Route of administration:
oral: gavage
Vehicle:
not specified
Doses:
2000 mg/kg
No. of animals per sex per dose:
6
Control animals:
not specified

Results and discussion

Effect levels
Sex:
female
Dose descriptor:
LD50
Effect level:
> 5 000 mg/kg bw
Based on:
test mat.
Remarks:
and OECD guideline 423

Any other information on results incl. tables

No mortality occurred during the study.

A decrease of the spontaneous activity (2/6) associated with an absence of Preyer's reflex (1/6), bradypnea (1/6), hypothermia (2/6), a decrease of muscle tone (1/6), the eyes partly closed (2/6), an absence of righting reflex (1/6) and a piloerection (2/6) was registered in the treated animals, 24 hours after the test item administration. The animals recovered a normal activity the 3rd day of the test. An absence of the body weight gain was noted in one treated animal, 48 hours after the test item administration. Then the body weight evolution of the animals remained normal.
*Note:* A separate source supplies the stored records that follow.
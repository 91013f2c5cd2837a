//! Lifecycle of one external photo/video capture.
//!
//! `begin` names a timestamped target file and hands out its uri, the
//! capture app writes into it, then `commit` registers the result with the
//! media index or `discard` drops it. At most one capture is pending.

use std::io::ErrorKind;
use std::path::{Path, PathBuf};

use anyhow::{Context, Result};
use chrono::{DateTime, Local};
use directories::UserDirs;
use tracing::{debug, info, warn};

use crate::error::CaptureError;
use crate::models::{Item, MediaKind, Uri};
use crate::source::MediaIndex;

#[derive(Debug, Clone, Copy, PartialEq, Eq, Hash)]
pub enum CaptureKind {
    Photo,
    Video,
}

impl CaptureKind {
    fn file_prefix(self) -> &'static str {
        match self {
            Self::Photo => "JPEG",
            Self::Video => "MP4",
        }
    }

    fn extension(self) -> &'static str {
        match self {
            Self::Photo => "jpeg",
            Self::Video => "mp4",
        }
    }

    pub fn mime_type(self) -> &'static str {
        match self {
            Self::Photo => "image/jpeg",
            Self::Video => "video/mp4",
        }
    }

    pub fn media_kind(self) -> MediaKind {
        match self {
            Self::Photo => MediaKind::Image,
            Self::Video => MediaKind::Video,
        }
    }
}

/// Kind-specific output directories.
#[derive(Debug, Clone)]
pub struct CaptureDirs {
    pub pictures: PathBuf,
    pub movies: PathBuf,
}

impl CaptureDirs {
    /// `Pictures/` and `Movies/` under `root`.
    pub fn under(root: &Path) -> Self {
        Self {
            pictures: root.join("Pictures"),
            movies: root.join("Movies"),
        }
    }

    /// The user's XDG pictures and videos directories.
    pub fn default_dirs() -> Result<Self> {
        let dirs = UserDirs::new().context("Failed to determine user directories")?;
        let home = dirs.home_dir().to_path_buf();
        Ok(Self {
            pictures: dirs
                .picture_dir()
                .map(Path::to_path_buf)
                .unwrap_or_else(|| home.join("Pictures")),
            movies: dirs
                .video_dir()
                .map(Path::to_path_buf)
                .unwrap_or_else(|| home.join("Videos")),
        })
    }

    pub fn dir_for(&self, kind: CaptureKind) -> &Path {
        match kind {
            CaptureKind::Photo => &self.pictures,
            CaptureKind::Video => &self.movies,
        }
    }
}

/// The file a capture app is asked to write.
#[derive(Debug, Clone, PartialEq, Eq)]
pub struct CaptureTarget {
    pub temp_path: PathBuf,
    pub temp_uri: Uri,
    pub kind: CaptureKind,
}

/// What happens to the target file when a capture is cancelled.
#[derive(Debug, Clone, Copy, Default, PartialEq, Eq)]
pub enum DiscardPolicy {
    #[default]
    Remove,
    Keep,
}

/// How the external capture app returned.
#[derive(Debug, Clone, Copy, PartialEq, Eq)]
pub enum CaptureOutcome {
    Success,
    Canceled,
}

/// Launches the external capture app for a target.
///
/// Completion is reported later through `PickerSession::capture_finished`.
pub trait CaptureDispatcher {
    fn dispatch(&mut self, target: &CaptureTarget) -> Result<(), CaptureError>;
}

pub struct CaptureSession {
    dirs: CaptureDirs,
    policy: DiscardPolicy,
    pending: Option<CaptureTarget>,
}

impl CaptureSession {
    pub fn new(dirs: CaptureDirs) -> Self {
        Self {
            dirs,
            policy: DiscardPolicy::default(),
            pending: None,
        }
    }

    pub fn with_policy(mut self, policy: DiscardPolicy) -> Self {
        self.policy = policy;
        self
    }

    pub fn pending(&self) -> Option<&CaptureTarget> {
        self.pending.as_ref()
    }

    /// Allocates a new target. A capture still pending is discarded first.
    pub fn begin(&mut self, kind: CaptureKind) -> Result<CaptureTarget, CaptureError> {
        let dir = self.dirs.dir_for(kind);
        std::fs::create_dir_all(dir)
            .map_err(|e| CaptureError::StorageUnavailable(format!("{}: {}", dir.display(), e)))?;

        let temp_path = dir.join(capture_file_name(kind, Local::now()));
        let target = CaptureTarget {
            temp_uri: Uri::from_path(&temp_path),
            temp_path,
            kind,
        };

        if let Some(previous) = self.pending.take() {
            warn!(path = ?previous.temp_path, "Replacing capture that never returned");
            self.remove_output(&previous);
        }

        info!(path = ?target.temp_path, ?kind, "Capture started");
        self.pending = Some(target.clone());
        Ok(target)
    }

    /// Registers the written file and returns the item describing it.
    ///
    /// The item is not selected here; callers add it through the validator
    /// like any other item.
    pub fn commit<I>(&mut self, target: &CaptureTarget, index: &mut I) -> Result<Item, CaptureError>
    where
        I: MediaIndex + ?Sized,
    {
        if self.pending.as_ref() != Some(target) {
            return Err(CaptureError::NotPending(target.temp_path.clone()));
        }
        self.pending = None;

        let written = std::fs::metadata(&target.temp_path)
            .map(|m| m.len() > 0)
            .unwrap_or(false);
        if !written {
            self.remove_output(target);
            return Err(CaptureError::MissingOutput(target.temp_path.clone()));
        }

        let item = index
            .register(&target.temp_path, target.kind)
            .map_err(CaptureError::Index)?;
        info!(id = %item.id(), path = ?target.temp_path, "Capture committed");
        Ok(item)
    }

    /// Drops a cancelled capture according to the discard policy.
    pub fn discard(&mut self, target: &CaptureTarget) {
        if self.pending.as_ref() == Some(target) {
            self.pending = None;
        }
        match self.policy {
            DiscardPolicy::Remove => self.remove_output(target),
            DiscardPolicy::Keep => debug!(path = ?target.temp_path, "Keeping cancelled capture"),
        }
        debug!(path = ?target.temp_path, "Capture discarded");
    }

    fn remove_output(&self, target: &CaptureTarget) {
        match std::fs::remove_file(&target.temp_path) {
            Ok(()) => debug!(path = ?target.temp_path, "Removed capture output"),
            Err(e) if e.kind() == ErrorKind::NotFound => {}
            Err(e) => warn!(path = ?target.temp_path, error = ?e, "Failed to remove capture output"),
        }
    }
}

/// `JPEG_20260101_093000_.jpeg` / `MP4_20260101_093000_.mp4`.
fn capture_file_name(kind: CaptureKind, at: DateTime<Local>) -> String {
    format!(
        "{}_{}_.{}",
        kind.file_prefix(),
        at.format("%Y%m%d_%H%M%S"),
        kind.extension()
    )
}

#[cfg(test)]
mod tests {
    use super::*;
    use crate::source::{MediaSource, VecSource};
    use chrono::TimeZone;
    use tempfile::tempdir;

    #[test]
    fn test_file_names() {
        let at = Local.with_ymd_and_hms(2026, 3, 7, 9, 5, 1).unwrap();
        assert_eq!(
            capture_file_name(CaptureKind::Photo, at),
            "JPEG_20260307_090501_.jpeg"
        );
        assert_eq!(
            capture_file_name(CaptureKind::Video, at),
            "MP4_20260307_090501_.mp4"
        );
    }

    #[test]
    fn test_begin_uses_kind_directory() {
        let dir = tempdir().unwrap();
        let mut session = CaptureSession::new(CaptureDirs::under(dir.path()));

        let target = session.begin(CaptureKind::Video).unwrap();
        assert!(target.temp_path.starts_with(dir.path().join("Movies")));
        assert_eq!(target.temp_uri, Uri::from_path(&target.temp_path));
        assert_eq!(session.pending(), Some(&target));
        assert!(dir.path().join("Movies").is_dir());
    }

    #[test]
    fn test_storage_unavailable() {
        let dir = tempdir().unwrap();
        let blocker = dir.path().join("not-a-dir");
        std::fs::write(&blocker, b"x").unwrap();
        let mut session = CaptureSession::new(CaptureDirs::under(&blocker));

        let err = session.begin(CaptureKind::Photo).unwrap_err();
        assert!(matches!(err, CaptureError::StorageUnavailable(_)));
        assert!(session.pending().is_none());
    }

    #[test]
    fn test_commit_registers_written_file() {
        let dir = tempdir().unwrap();
        let mut session = CaptureSession::new(CaptureDirs::under(dir.path()));
        let mut index = VecSource::default();

        let target = session.begin(CaptureKind::Photo).unwrap();
        std::fs::write(&target.temp_path, b"jpeg-bytes").unwrap();

        let item = session.commit(&target, &mut index).unwrap();
        assert_eq!(item.uri(), &target.temp_uri);
        assert_eq!(item.mime_type(), "image/jpeg");
        assert_eq!(index.count(), 1);
        assert!(session.pending().is_none());

        // A second commit of the same target is refused.
        assert!(matches!(
            session.commit(&target, &mut index),
            Err(CaptureError::NotPending(_))
        ));
    }

    #[test]
    fn test_commit_without_output() {
        let dir = tempdir().unwrap();
        let mut session = CaptureSession::new(CaptureDirs::under(dir.path()));
        let mut index = VecSource::default();

        let target = session.begin(CaptureKind::Photo).unwrap();
        assert!(matches!(
            session.commit(&target, &mut index),
            Err(CaptureError::MissingOutput(_))
        ));
        assert_eq!(index.count(), 0);
    }

    #[test]
    fn test_discard_tolerates_missing_file() {
        let dir = tempdir().unwrap();
        let mut session = CaptureSession::new(CaptureDirs::under(dir.path()));

        let target = session.begin(CaptureKind::Photo).unwrap();
        session.discard(&target);
        assert!(session.pending().is_none());

        let target = session.begin(CaptureKind::Photo).unwrap();
        std::fs::write(&target.temp_path, b"partial").unwrap();
        session.discard(&target);
        assert!(!target.temp_path.exists());
    }

    #[test]
    fn test_keep_policy_leaves_file() {
        let dir = tempdir().unwrap();
        let mut session =
            CaptureSession::new(CaptureDirs::under(dir.path())).with_policy(DiscardPolicy::Keep);

        let target = session.begin(CaptureKind::Video).unwrap();
        std::fs::write(&target.temp_path, b"frames").unwrap();
        session.discard(&target);
        assert!(target.temp_path.exists());
    }
}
The macroscopical examination of the animals at the end of the study revealed a white thickening layer on the forestomach (3/6).
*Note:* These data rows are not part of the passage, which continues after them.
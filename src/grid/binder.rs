//! Virtualized grid binding.
//!
//! A fixed pool of views is recycled across dataset positions as the window
//! scrolls. Every thumbnail request carries a fresh ticket which the slot
//! remembers; a result is applied only while its ticket and uri still match,
//! so a recycled slot never shows the previous item's image.

use std::ops::Range;
use std::sync::Arc;

use flume::{Receiver, Sender};
use tracing::{debug, trace, warn};

use super::cell::{CellBadge, CellBinding, CellKind, CellView, SlotId};
use super::sizing::CellSizer;
use crate::models::{Item, SelectionSpec};
use crate::selection::SelectedItemCollection;
use crate::source::MediaSource;
use crate::thumbnails::{ThumbnailEngine, ThumbnailReady, ThumbnailRequest, Ticket};

/// Taps routed from the grid to the session.
#[derive(Debug, Clone, PartialEq, Eq)]
pub enum GridEvent {
    MediaTapped { slot: SlotId, item: Item },
    CaptureTapped { slot: SlotId },
}

struct Slot<V> {
    view: V,
    binding: CellBinding,
}

pub struct GridBinder<V: CellView> {
    spec: Arc<SelectionSpec>,
    slots: Vec<Slot<V>>,
    window: Range<usize>,
    /// Window length last asked for, before clamping.
    requested_visible: usize,
    sizer: CellSizer,
    engine: Box<dyn ThumbnailEngine>,
    events: Sender<GridEvent>,
    next_ticket: u64,
}

impl<V: CellView> GridBinder<V> {
    /// Builds a binder over a pool of views. The receiver yields taps.
    pub fn new(
        spec: Arc<SelectionSpec>,
        views: Vec<V>,
        engine: Box<dyn ThumbnailEngine>,
    ) -> (Self, Receiver<GridEvent>) {
        let (events, rx) = flume::unbounded();
        let sizer = CellSizer::new(&spec);
        let slots = views
            .into_iter()
            .map(|view| Slot {
                view,
                binding: CellBinding::Unbound,
            })
            .collect();
        let binder = Self {
            spec,
            slots,
            window: 0..0,
            requested_visible: 0,
            sizer,
            engine,
            events,
            next_ticket: 1,
        };
        (binder, rx)
    }

    fn capture_offset(&self) -> usize {
        usize::from(self.spec.capture)
    }

    /// Dataset items plus the synthetic capture position.
    pub fn position_count<S: MediaSource + ?Sized>(&self, source: &S) -> usize {
        source.count() + self.capture_offset()
    }

    pub fn resolve_view_kind(&self, position: usize) -> CellKind {
        if self.spec.capture && position == 0 {
            CellKind::Capture
        } else {
            CellKind::Media
        }
    }

    pub fn pool_size(&self) -> usize {
        self.slots.len()
    }

    pub fn window(&self) -> Range<usize> {
        self.window.clone()
    }

    pub fn binding(&self, slot: SlotId) -> Option<&CellBinding> {
        self.slots.get(slot).map(|s| &s.binding)
    }

    pub fn view(&self, slot: SlotId) -> Option<&V> {
        self.slots.get(slot).map(|s| &s.view)
    }

    pub fn slot_for_position(&self, position: usize) -> Option<SlotId> {
        self.slots
            .iter()
            .position(|s| s.binding.position() == Some(position))
    }

    pub fn cell_edge(&mut self) -> u32 {
        self.sizer.cell_edge()
    }

    pub fn columns(&self) -> u32 {
        self.sizer.columns()
    }

    /// Binds `slot` to `position`.
    ///
    /// Rebinding a slot to the item it already shows only refreshes the badge.
    pub fn bind<S: MediaSource + ?Sized>(
        &mut self,
        slot: SlotId,
        position: usize,
        source: &S,
        selection: &SelectedItemCollection,
    ) {
        let count = self.position_count(source);
        debug_assert!(
            slot < self.slots.len() && position < count,
            "bind out of range: slot {} of {}, position {} of {}",
            slot,
            self.slots.len(),
            position,
            count
        );
        if slot >= self.slots.len() || position >= count {
            warn!(slot, position, count, "Ignoring out-of-range bind");
            return;
        }

        match self.resolve_view_kind(position) {
            CellKind::Capture => self.bind_capture(slot, position),
            CellKind::Media => match source.item_at(position - self.capture_offset()) {
                Some(item) => self.bind_media(slot, position, item, selection),
                None => {
                    warn!(slot, position, "Media record vanished, leaving cell empty");
                    self.unbind(slot);
                    self.slots[slot].view.show_placeholder();
                }
            },
        }
    }

    fn bind_capture(&mut self, slot: SlotId, position: usize) {
        if self.slots[slot].binding == (CellBinding::Capture { position }) {
            return;
        }
        self.release(slot);
        let kind = self.spec.media_type_mode.capture_kind();
        let s = &mut self.slots[slot];
        s.view.show_capture(kind);
        s.binding = CellBinding::Capture { position };
        trace!(slot, position, "Bound capture cell");
    }

    fn bind_media(
        &mut self,
        slot: SlotId,
        position: usize,
        item: Item,
        selection: &SelectedItemCollection,
    ) {
        let badge = badge_for(&item, selection);

        let s = &mut self.slots[slot];
        if let CellBinding::Media {
            position: bound_position,
            item: bound_item,
            badge: bound_badge,
            ..
        } = &mut s.binding
        {
            if *bound_item == item {
                *bound_position = position;
                if *bound_badge != badge {
                    *bound_badge = badge;
                    s.view.set_badge(badge);
                }
                return;
            }
        }

        self.release(slot);
        let edge = self.sizer.cell_edge();
        let ticket = self.request_thumbnail(slot, &item, edge);

        let s = &mut self.slots[slot];
        s.view.show_media(&item);
        s.view.show_placeholder();
        s.view.set_badge(badge);
        trace!(slot, position, id = %item.id(), ?ticket, "Bound media cell");
        s.binding = CellBinding::Media {
            position,
            item,
            badge,
            ticket,
            edge,
        };
    }

    /// Returns the slot to `Unbound`, cancelling its pending thumbnail.
    pub fn unbind(&mut self, slot: SlotId) {
        if slot >= self.slots.len() {
            return;
        }
        if self.release(slot) {
            self.slots[slot].view.clear();
        }
    }

    /// Cancels any in-flight request and forgets the binding.
    /// Returns whether the slot was bound.
    fn release(&mut self, slot: SlotId) -> bool {
        let binding = std::mem::take(&mut self.slots[slot].binding);
        if let CellBinding::Media {
            ticket: Some(ticket),
            ..
        } = &binding
        {
            self.engine.cancel(*ticket);
        }
        binding != CellBinding::Unbound
    }

    fn request_thumbnail(&mut self, slot: SlotId, item: &Item, edge: u32) -> Option<Ticket> {
        if edge == 0 {
            return None;
        }
        let ticket = Ticket(self.next_ticket);
        self.next_ticket += 1;
        self.engine.request(ThumbnailRequest {
            ticket,
            slot,
            uri: item.uri().clone(),
            edge,
        });
        Some(ticket)
    }

    /// Moves the window to `[first, first + visible)`.
    ///
    /// Positions that stay visible keep their slot untouched. Freed slots are
    /// handed to newly visible positions in ascending order.
    pub fn scroll_to<S: MediaSource + ?Sized>(
        &mut self,
        first: usize,
        visible: usize,
        source: &S,
        selection: &SelectedItemCollection,
    ) {
        self.requested_visible = visible;
        let count = self.position_count(source);
        let start = first.min(count);
        let end = start.saturating_add(visible.min(self.slots.len())).min(count);
        let window = start..end;

        let mut held = vec![false; window.len()];
        let mut free = Vec::new();
        for (slot, s) in self.slots.iter().enumerate() {
            match s.binding.position() {
                Some(p) if window.contains(&p) && !held[p - start] => held[p - start] = true,
                _ => free.push(slot),
            }
        }

        let mut free = free.into_iter();
        for position in window.clone() {
            if held[position - start] {
                continue;
            }
            match free.next() {
                Some(slot) => self.bind(slot, position, source, selection),
                None => break,
            }
        }
        for slot in free {
            self.unbind(slot);
        }

        debug!(?window, count, "Grid window moved");
        self.window = window;
    }

    /// Emits the tap on the event channel. Unbound slots are ignored.
    pub fn tap(&self, slot: SlotId) {
        let event = match self.slots.get(slot).map(|s| &s.binding) {
            Some(CellBinding::Media { item, .. }) => GridEvent::MediaTapped {
                slot,
                item: item.clone(),
            },
            Some(CellBinding::Capture { .. }) => GridEvent::CaptureTapped { slot },
            _ => {
                debug!(slot, "Tap on unbound slot");
                return;
            }
        };
        if let Err(e) = self.events.send(event) {
            warn!(slot, error = ?e, "Grid event receiver dropped");
        }
    }

    /// Recomputes badges of bound media cells, pushing only changed ones.
    /// Returns how many views were updated.
    pub fn refresh_check_states(&mut self, selection: &SelectedItemCollection) -> usize {
        let mut updated = 0;
        for s in &mut self.slots {
            if let CellBinding::Media { item, badge, .. } = &mut s.binding {
                let fresh = badge_for(item, selection);
                if *badge != fresh {
                    *badge = fresh;
                    s.view.set_badge(fresh);
                    updated += 1;
                }
            }
        }
        updated
    }

    /// Applies a finished thumbnail if its ticket is still current.
    pub fn deliver(&mut self, ready: ThumbnailReady) -> bool {
        let Some(s) = self.slots.get_mut(ready.slot) else {
            return false;
        };
        let CellBinding::Media { item, ticket, .. } = &mut s.binding else {
            trace!(slot = ready.slot, "Discarding thumbnail for non-media slot");
            return false;
        };
        if *ticket != Some(ready.ticket) || *item.uri() != ready.uri {
            trace!(slot = ready.slot, ticket = ready.ticket.0, "Discarding stale thumbnail");
            return false;
        }

        *ticket = None;
        match ready.result {
            Ok(thumbnail) => {
                s.view.set_thumbnail(&thumbnail);
                true
            }
            Err(e) => {
                debug!(slot = ready.slot, uri = %ready.uri, error = %e, "Thumbnail unavailable");
                false
            }
        }
    }

    /// Drains the engine and applies current results. Returns how many landed.
    pub fn pump_thumbnails(&mut self) -> usize {
        let results = self.engine.poll();
        results
            .into_iter()
            .map(|ready| self.deliver(ready))
            .filter(|applied| *applied)
            .count()
    }

    pub fn set_viewport_width(&mut self, width: u32) {
        if self.sizer.set_viewport_width(width) {
            self.on_edge_changed();
        }
    }

    pub fn set_columns(&mut self, columns: u32) {
        if self.sizer.set_columns(columns) {
            self.on_edge_changed();
        }
    }

    fn on_edge_changed(&mut self) {
        let edge = self.sizer.cell_edge();
        debug!(edge, columns = self.sizer.columns(), "Cell edge changed");

        for slot in 0..self.slots.len() {
            let (item, old_ticket) = match &self.slots[slot].binding {
                CellBinding::Media {
                    item,
                    ticket,
                    edge: bound_edge,
                    ..
                } if *bound_edge != edge => (item.clone(), *ticket),
                _ => continue,
            };
            if let Some(old) = old_ticket {
                self.engine.cancel(old);
            }
            let fresh = self.request_thumbnail(slot, &item, edge);
            if let CellBinding::Media {
                ticket,
                edge: bound_edge,
                ..
            } = &mut self.slots[slot].binding
            {
                *ticket = fresh;
                *bound_edge = edge;
            }
        }
    }

    /// Rebinds every bound slot after the dataset changed, then refills the
    /// window.
    pub fn notify_data_changed<S: MediaSource + ?Sized>(
        &mut self,
        source: &S,
        selection: &SelectedItemCollection,
    ) {
        let count = self.position_count(source);
        for slot in 0..self.slots.len() {
            match self.slots[slot].binding.position() {
                Some(p) if p < count => self.bind(slot, p, source, selection),
                Some(_) => self.unbind(slot),
                None => {}
            }
        }
        self.scroll_to(self.window.start, self.requested_visible, source, selection);
    }

    /// Unbinds everything and hands the views back.
    pub fn teardown(mut self) -> Vec<V> {
        for slot in 0..self.slots.len() {
            self.unbind(slot);
        }
        self.slots.into_iter().map(|s| s.view).collect()
    }
}

fn badge_for(item: &Item, selection: &SelectedItemCollection) -> CellBadge {
    let check = selection.check_state_of(item);
    CellBadge {
        check,
        enabled: check.is_checked() || selection.is_acceptable(item).is_accepted(),
    }
}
Applicant's summary and conclusion

Interpretation of results:
not classified
Remarks:
Migrated information Criteria used for interpretation of results: EU
Conclusions:
The LD50 of the test item CAT NITRIL is higher than 2000 mg/kg body weight by
oral route in the rat.
In accordance with the OECD guideline no 423, the LD50 of the test item may be considered higher
than 5000 mg/kg body weight by oral route in the rat.
According to the criteria for classification, packaging and labelling of dangerous substances and
preparations in accordance with the E.E.C. Directives 67/548, 2001159 and 99/45, the test item CAT
NITRIL must not be classified. No symbol and risk phrase are required.
In accordance with the Globally Harmonized System (COM(2007)355 final), the test item must not
be classified in category 4. No signal word and hazard statement are required.
Executive summary:

The test item CAT NITRIL was administered by oral route to a group of 6 female Sprague Dawley rats at the single dose of 2000 mg/kg body weight. The experimental protocol was established on the basis of the official method as defined in the O.E.C.D. guideline No 423 dated December 17th, 2001 and the test method B.lter of the Council regulation No 440/2008. No mortality occurred during the study. A decrease of the spontaneous activity (2/6) associated with an absence of Preyer's reflex (1/6), bradypnea (1/6), hypothermia (2/6), a decrease of muscle tone (1/6), the eyes partly closed (2/6), an absence of righting reflex (1/6) and a piloerection (2/6) was registered in the treated animals, 24 hours after the test item administration. The animals recovered a normal activity the 3rd day of the test. An absence of the body weight gain was noted in one treated animal, 48 hours after the test item administration. Then the body weight evolution of the animals remained normal. The macroscopical examination of the animals at the end of the study revealed a white thickening layer on the forestomach (3/6). In conclusion, the LD5o of the test item CAT NITRIL is higher than 2000 mg/kg body weight by oral route in the rat. In accordance with the OECD guideline no 423, the LD50 of the test item may be considered higher than 5000 mg/kg body weight by oral route in the rat. According to the criteria for classification, packaging and labelling of dangerous substances and preparations in accordance with the E.E.C. Directives 67/548, 2001/59 and 99/45, the test item CAT NITRIL must not be classified. No symbol and risk phrase are required. In accordance with the Globally Harmonized System (COM(2007)355 final), the test item must not be classified in category 4. No signal word and hazard statement are required.